Go through the data and retrieve each line that includes the string "units".

● ● ● ● ● ● ●

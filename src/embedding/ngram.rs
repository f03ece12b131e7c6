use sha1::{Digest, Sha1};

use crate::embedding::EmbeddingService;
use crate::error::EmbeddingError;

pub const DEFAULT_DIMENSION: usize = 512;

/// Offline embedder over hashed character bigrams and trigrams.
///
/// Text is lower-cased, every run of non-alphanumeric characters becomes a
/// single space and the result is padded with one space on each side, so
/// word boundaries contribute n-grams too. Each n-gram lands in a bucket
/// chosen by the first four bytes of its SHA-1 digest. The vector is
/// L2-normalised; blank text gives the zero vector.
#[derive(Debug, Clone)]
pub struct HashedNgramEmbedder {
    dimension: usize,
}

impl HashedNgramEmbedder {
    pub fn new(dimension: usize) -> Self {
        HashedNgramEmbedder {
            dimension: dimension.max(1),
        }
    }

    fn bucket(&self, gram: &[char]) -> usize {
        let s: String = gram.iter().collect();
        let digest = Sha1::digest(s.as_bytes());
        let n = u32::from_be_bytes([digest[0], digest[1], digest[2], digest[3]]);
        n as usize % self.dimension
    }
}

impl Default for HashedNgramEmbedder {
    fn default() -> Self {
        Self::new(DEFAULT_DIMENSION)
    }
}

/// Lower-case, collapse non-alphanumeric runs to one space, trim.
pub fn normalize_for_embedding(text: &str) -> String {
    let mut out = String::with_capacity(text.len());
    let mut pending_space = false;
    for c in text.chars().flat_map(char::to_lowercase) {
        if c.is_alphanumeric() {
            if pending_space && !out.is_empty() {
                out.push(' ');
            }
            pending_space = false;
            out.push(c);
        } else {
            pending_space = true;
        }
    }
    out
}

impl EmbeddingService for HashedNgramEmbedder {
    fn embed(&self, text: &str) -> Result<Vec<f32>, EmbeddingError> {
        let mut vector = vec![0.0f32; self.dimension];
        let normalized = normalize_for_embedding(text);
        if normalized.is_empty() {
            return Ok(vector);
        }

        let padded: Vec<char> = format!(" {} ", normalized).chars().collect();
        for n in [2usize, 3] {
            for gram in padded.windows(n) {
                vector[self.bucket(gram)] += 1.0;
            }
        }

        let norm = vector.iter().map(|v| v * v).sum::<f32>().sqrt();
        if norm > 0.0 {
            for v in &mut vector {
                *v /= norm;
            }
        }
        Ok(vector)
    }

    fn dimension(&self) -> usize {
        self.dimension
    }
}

● ● ● ● ● ● ●

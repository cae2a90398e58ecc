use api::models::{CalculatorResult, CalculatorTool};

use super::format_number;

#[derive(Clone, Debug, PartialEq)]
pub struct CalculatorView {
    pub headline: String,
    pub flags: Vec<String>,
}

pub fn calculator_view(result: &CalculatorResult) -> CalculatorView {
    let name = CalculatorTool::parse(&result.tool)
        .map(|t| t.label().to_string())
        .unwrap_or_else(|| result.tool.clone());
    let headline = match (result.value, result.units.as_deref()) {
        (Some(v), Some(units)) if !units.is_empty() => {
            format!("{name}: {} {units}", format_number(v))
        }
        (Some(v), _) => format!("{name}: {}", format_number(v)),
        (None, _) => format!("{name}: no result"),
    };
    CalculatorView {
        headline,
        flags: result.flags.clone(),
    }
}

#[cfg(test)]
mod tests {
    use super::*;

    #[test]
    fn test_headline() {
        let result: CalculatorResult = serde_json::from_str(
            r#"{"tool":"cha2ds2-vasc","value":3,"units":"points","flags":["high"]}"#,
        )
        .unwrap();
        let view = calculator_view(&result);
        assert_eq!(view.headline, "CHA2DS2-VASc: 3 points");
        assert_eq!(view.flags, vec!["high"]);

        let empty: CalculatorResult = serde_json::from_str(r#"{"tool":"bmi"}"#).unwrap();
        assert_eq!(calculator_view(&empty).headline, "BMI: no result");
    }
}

● ● ● ● ● ● ●

- _Problem solution_
    let headline = match (result.value, result.units.as_deref()) {
        (Some(v), Some(units)) if !units.is_empty() => {
            format!("{name}: {} {units}", format_number(v))
            r#"{"tool":"cha2ds2-vasc","value":3,"units":"points","flags":["high"]}"#,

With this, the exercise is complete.